Exercise:
Repeat word for word, please, only the lines from the one that includes "Fetcher API starting" through the final line of the data.

Data shown:

--------------------------------------------------

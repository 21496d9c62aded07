use std::sync::Arc;

use anyhow::Result;
use tracing::info;
use tracing_subscriber::EnvFilter;

use snsfetch_accounts::AccountResolver;
use snsfetch_api::{build_router, AppState};
use snsfetch_common::AppConfig;

#[tokio::main]
async fn main() -> Result<()> {
    tracing_subscriber::fmt()
        .with_env_filter(EnvFilter::from_default_env().add_directive("snsfetch=info".parse()?))
        .init();

    let config = AppConfig::from_env()?;

    let state = Arc::new(AppState::new(AccountResolver::from_config(&config)));
    let app = build_router(state);

    let addr = format!("{}:{}", config.api_host, config.api_port);
    info!("SNS Fetcher API starting on {addr}");

    let listener = tokio::net::TcpListener::bind(&addr).await?;
    axum::serve(listener, app).await?;

    Ok(())
}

--------------------------------------------------

Answer below:
    info!("SNS Fetcher API starting on {addr}");

    let listener = tokio::net::TcpListener::bind(&addr).await?;
    axum::serve(listener, app).await?;

    Ok(())
}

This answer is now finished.